### Exercise
Scan the data. Collect each line that contains the word "failure".

[Data entries]
//! Error types for sockrpc.
//!
//! Every failure of an RPC call is returned to the caller as an [`RpcError`].
//! Each variant records the source location that raised it so upstream logs
//! can point at the exact call site without a backtrace.

use std::fmt;
use std::panic::Location;
use thiserror::Error;

/// Source location (file and line) an error was raised at.
#[derive(Debug, Clone, Copy, PartialEq, Eq)]
pub struct ErrorLocation {
    file: &'static str,
    line: u32,
}

impl ErrorLocation {
    /// Capture the location of the caller.
    #[track_caller]
    pub fn caller() -> Self {
        let location = Location::caller();
        Self {
            file: location.file(),
            line: location.line(),
        }
    }

    pub fn file(&self) -> &'static str {
        self.file
    }

    pub fn line(&self) -> u32 {
        self.line
    }
}

impl fmt::Display for ErrorLocation {
    fn fmt(&self, f: &mut fmt::Formatter<'_>) -> fmt::Result {
        write!(f, "{}:{}", self.file, self.line)
    }
}

/// Main error type for sockrpc.
#[derive(Debug, Error)]
pub enum RpcError {
    /// Connect, send, receive or TLS failure, or a malformed HTTP response.
    #[error("Transport error: {message} (at {location})")]
    Transport {
        message: String,
        location: ErrorLocation,
        #[source]
        source: Option<std::io::Error>,
    },

    /// The peer answered with a non-success status.
    #[error("RPC {endpoint} failed: {status} {status_message} (at {location})")]
    Execution {
        endpoint: String,
        status: u16,
        status_message: String,
        location: ErrorLocation,
    },

    /// The peer answered 200 with a body that is not the expected JSON.
    #[error("Unparseable result from RPC {endpoint}: {message} (at {location})")]
    Parse {
        endpoint: String,
        message: String,
        location: ErrorLocation,
        #[source]
        source: Option<serde_json::Error>,
    },

    /// The endpoint or a header value cannot be put on the wire.
    #[error("Invalid RPC request: {message} (at {location})")]
    InvalidRequest {
        message: String,
        location: ErrorLocation,
    },

    /// The payload could not be serialized.
    #[error("Failed to encode RPC payload: {message} (at {location})")]
    Encode {
        message: String,
        location: ErrorLocation,
        #[source]
        source: Option<serde_json::Error>,
    },

    /// The process-wide RPC secret was already set.
    #[error("RPC secret is already initialized (at {location})")]
    AlreadyInitialized { location: ErrorLocation },
}

/// Result type alias for sockrpc operations.
pub type Result<T> = std::result::Result<T, RpcError>;

/// Coarse classification of an [`RpcError`].
#[derive(Debug, Clone, Copy, PartialEq, Eq, Hash)]
pub enum RpcErrorKind {
    Transport,
    Execution,
    Parse,
    InvalidRequest,
    Encode,
    AlreadyInitialized,
}

impl From<std::io::Error> for RpcError {
    #[track_caller]
    fn from(err: std::io::Error) -> Self {
        RpcError::Transport {
            message: err.to_string(),
            location: ErrorLocation::caller(),
            source: Some(err),
        }
    }
}

impl RpcError {
    /// Transport failure with an underlying I/O cause.
    #[track_caller]
    pub fn transport(message: impl Into<String>, source: std::io::Error) -> Self {
        RpcError::Transport {
            message: message.into(),
            location: ErrorLocation::caller(),
            source: Some(source),
        }
    }

    /// Transport failure detected by this crate (e.g. a malformed status line).
    #[track_caller]
    pub fn protocol(message: impl Into<String>) -> Self {
        RpcError::Transport {
            message: message.into(),
            location: ErrorLocation::caller(),
            source: None,
        }
    }

    #[track_caller]
    pub fn execution(
        endpoint: impl Into<String>,
        status: u16,
        status_message: impl Into<String>,
    ) -> Self {
        RpcError::Execution {
            endpoint: endpoint.into(),
            status,
            status_message: status_message.into(),
            location: ErrorLocation::caller(),
        }
    }

    #[track_caller]
    pub fn parse(endpoint: impl Into<String>, source: serde_json::Error) -> Self {
        RpcError::Parse {
            endpoint: endpoint.into(),
            message: source.to_string(),
            location: ErrorLocation::caller(),
            source: Some(source),
        }
    }

    #[track_caller]
    pub fn invalid_request(message: impl Into<String>) -> Self {
        RpcError::InvalidRequest {
            message: message.into(),
            location: ErrorLocation::caller(),
        }
    }

    #[track_caller]
    pub fn encode(source: serde_json::Error) -> Self {
        RpcError::Encode {
            message: source.to_string(),
            location: ErrorLocation::caller(),
            source: Some(source),
        }
    }

    #[track_caller]
    pub fn already_initialized() -> Self {
        RpcError::AlreadyInitialized {
            location: ErrorLocation::caller(),
        }
    }

    /// Classify this error.
    pub fn kind(&self) -> RpcErrorKind {
        match self {
            RpcError::Transport { .. } => RpcErrorKind::Transport,
            RpcError::Execution { .. } => RpcErrorKind::Execution,
            RpcError::Parse { .. } => RpcErrorKind::Parse,
            RpcError::InvalidRequest { .. } => RpcErrorKind::InvalidRequest,
            RpcError::Encode { .. } => RpcErrorKind::Encode,
            RpcError::AlreadyInitialized { .. } => RpcErrorKind::AlreadyInitialized,
        }
    }

    /// Where the error was raised.
    pub fn location(&self) -> ErrorLocation {
        match self {
            RpcError::Transport { location, .. }
            | RpcError::Execution { location, .. }
            | RpcError::Parse { location, .. }
            | RpcError::InvalidRequest { location, .. }
            | RpcError::Encode { location, .. }
            | RpcError::AlreadyInitialized { location } => *location,
        }
    }

    /// HTTP status reported by the peer, for `Execution` errors.
    pub fn status(&self) -> Option<u16> {
        match self {
            RpcError::Execution { status, .. } => Some(*status),
            _ => None,
        }
    }
}
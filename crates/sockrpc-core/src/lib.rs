//! sockrpc - blocking, authenticated JSON-RPC calls between trusted processes.
//!
//! A call is a single `POST` of a JSON payload to an endpoint path, over a
//! fresh connection that is closed once the response is read. Two transports
//! are supported:
//!
//! - **Local**: a Unix-domain socket. Requests carry the process-wide shared
//!   secret in `X-RS-RPC-Secret`.
//! - **Remote**: TCP, optionally TLS with hostname verification. Requests
//!   carry the session cookie (read from the environment on every call) in
//!   `X-RS-RPC-Cookie`, plus a `Host` header.
//!
//! A 200 response with an empty body yields `Ok(None)`; a JSON body yields
//! `Ok(Some(value))`. Everything else is an [`RpcError`]. Nothing is retried.
//!
//! # Example
//!
//! ```rust,no_run
//! use serde_json::json;
//!
//! fn main() -> sockrpc::Result<()> {
//!     // Once, at startup, before any worker threads exist.
//!     sockrpc::initialize_from_environment()?;
//!
//!     let result = sockrpc::invoke_local(
//!         std::path::Path::new("/run/app/rpc.sock"),
//!         "/rpc/get_status",
//!         &json!({}),
//!     )?;
//!     println!("{result:?}");
//!     Ok(())
//! }
//! ```

pub mod auth;
pub mod client;
pub mod codec;
pub mod config;
pub mod error;
pub mod http;
pub mod request;
pub mod response;
pub mod transport;

pub use auth::{
    current_secret, initialize_from_environment, initialize_with_secret, Authenticator,
    SharedSecret,
};
#[cfg(unix)]
pub use client::invoke_local;
pub use client::{invoke_remote, RpcClient, RpcClientBuilder, Target};
pub use config::TransportOptions;
pub use error::{ErrorLocation, Result, RpcError, RpcErrorKind};
pub use http::{RequestEnvelope, ResponseEnvelope};
pub use transport::Transport;
//! Request envelope construction.

use crate::codec;
use crate::config::ProtocolConfig;
use crate::error::{Result, RpcError};
use crate::http::RequestEnvelope;
use serde::Serialize;

/// Build the request envelope for one RPC call.
///
/// Every call is a `POST` to `endpoint` on a fresh connection that is closed
/// after the response, with the JSON-encoded payload as body. Credentials are
/// stamped separately by the [`Authenticator`](crate::auth::Authenticator).
///
/// An endpoint that cannot appear in a request line is an `InvalidRequest`
/// error.
pub fn build_request<P: Serialize + ?Sized>(
    endpoint: &str,
    payload: &P,
) -> Result<RequestEnvelope> {
    let body = codec::encode(payload).map_err(RpcError::encode)?;

    let mut request = RequestEnvelope::new(ProtocolConfig::METHOD, endpoint);
    request.set_header(
        ProtocolConfig::CONNECTION_HEADER,
        ProtocolConfig::CONNECTION_CLOSE,
    );
    request.set_body(body);
    request.validate()?;
    Ok(request)
}
use config::{Config, ConfigError, Environment, File};
use serde::Deserialize;
use std::time::Duration;

/// Desktop browser identity sent with every page request
pub const BROWSER_USER_AGENT: &str =
    "Mozilla/5.0 (Windows NT 10.0; Win64; x64) AppleWebKit/537.36 (KHTML, like Gecko) Chrome/120.0.0.0 Safari/537.36";

/// Environment variable holding the vision provider credential
pub const API_KEY_ENV: &str = "ANTHROPIC_API_KEY";

/// Main configuration structure
#[derive(Debug, Deserialize, Clone, Default)]
pub struct AppConfig {
    /// Page fetching settings
    #[serde(default)]
    pub fetch: FetchConfig,
    /// Photo scanning settings
    #[serde(default)]
    pub vision: VisionConfig,
}

/// Configuration for the page fetcher
#[derive(Debug, Deserialize, Clone)]
pub struct FetchConfig {
    /// Request timeout in milliseconds
    #[serde(default = "default_fetch_timeout_ms")]
    pub timeout_ms: u64,
    /// User-Agent header value
    #[serde(default = "default_user_agent")]
    pub user_agent: String,
}

impl Default for FetchConfig {
    fn default() -> Self {
        Self {
            timeout_ms: default_fetch_timeout_ms(),
            user_agent: default_user_agent(),
        }
    }
}

impl FetchConfig {
    pub fn timeout(&self) -> Duration {
        Duration::from_millis(self.timeout_ms)
    }
}

/// Configuration for the vision model used to scan recipe photos
#[derive(Debug, Deserialize, Clone)]
pub struct VisionConfig {
    /// Model identifier
    #[serde(default = "default_model")]
    pub model: String,
    /// Maximum tokens to generate
    #[serde(default = "default_max_tokens")]
    pub max_tokens: u32,
    /// API key (falls back to ANTHROPIC_API_KEY)
    pub api_key: Option<String>,
    /// Base URL for the Messages API (for proxies and tests)
    #[serde(default = "default_base_url")]
    pub base_url: String,
    /// Total attempts while the provider reports overload
    #[serde(default = "default_retry_attempts")]
    pub retry_attempts: u32,
    /// Initial delay between retries in milliseconds (doubles every retry)
    #[serde(default = "default_retry_delay_ms")]
    pub retry_delay_ms: u64,
}

impl Default for VisionConfig {
    fn default() -> Self {
        Self {
            model: default_model(),
            max_tokens: default_max_tokens(),
            api_key: None,
            base_url: default_base_url(),
            retry_attempts: default_retry_attempts(),
            retry_delay_ms: default_retry_delay_ms(),
        }
    }
}

impl VisionConfig {
    /// Resolve the credential: configured key first, then the environment.
    /// Blank values count as missing.
    pub fn resolve_api_key(&self) -> Option<String> {
        self.api_key
            .clone()
            .or_else(|| std::env::var(API_KEY_ENV).ok())
            .filter(|key| !key.trim().is_empty())
    }
}

// Default value functions
fn default_fetch_timeout_ms() -> u64 {
    10_000
}

fn default_user_agent() -> String {
    BROWSER_USER_AGENT.to_string()
}

fn default_model() -> String {
    "claude-sonnet-4-20250514".to_string()
}

fn default_max_tokens() -> u32 {
    2048
}

fn default_base_url() -> String {
    "https://api.anthropic.com".to_string()
}

fn default_retry_attempts() -> u32 {
    5
}

fn default_retry_delay_ms() -> u64 {
    3000
}

impl AppConfig {
    /// Load configuration from file and environment variables
    ///
    /// Configuration is loaded with the following priority (highest to lowest):
    /// 1. Environment variables with RECIPE__ prefix
    /// 2. config.toml file in current directory
    /// 3. Default values
    ///
    /// Environment variable format: RECIPE__VISION__MODEL
    pub fn load() -> Result<Self, ConfigError> {
        load_config()
    }
}

/// Load configuration, see [`AppConfig::load`].
pub fn load_config() -> Result<AppConfig, ConfigError> {
    let settings = Config::builder()
        // Optional config file (can be missing)
        .add_source(File::with_name("config").required(false))
        // Use double underscore for nested: RECIPE__FETCH__TIMEOUT_MS
        .add_source(
            Environment::with_prefix("RECIPE")
                .prefix_separator("__")
                .separator("__")
                .try_parsing(true),
        )
        .build()?;

    settings.try_deserialize()
}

### Task result
//! Every failure of an RPC call is returned to the caller as an [`RpcError`].
    /// Connect, send, receive or TLS failure, or a malformed HTTP response.
    /// Transport failure with an underlying I/O cause.
    /// Transport failure detected by this crate (e.g. a malformed status line).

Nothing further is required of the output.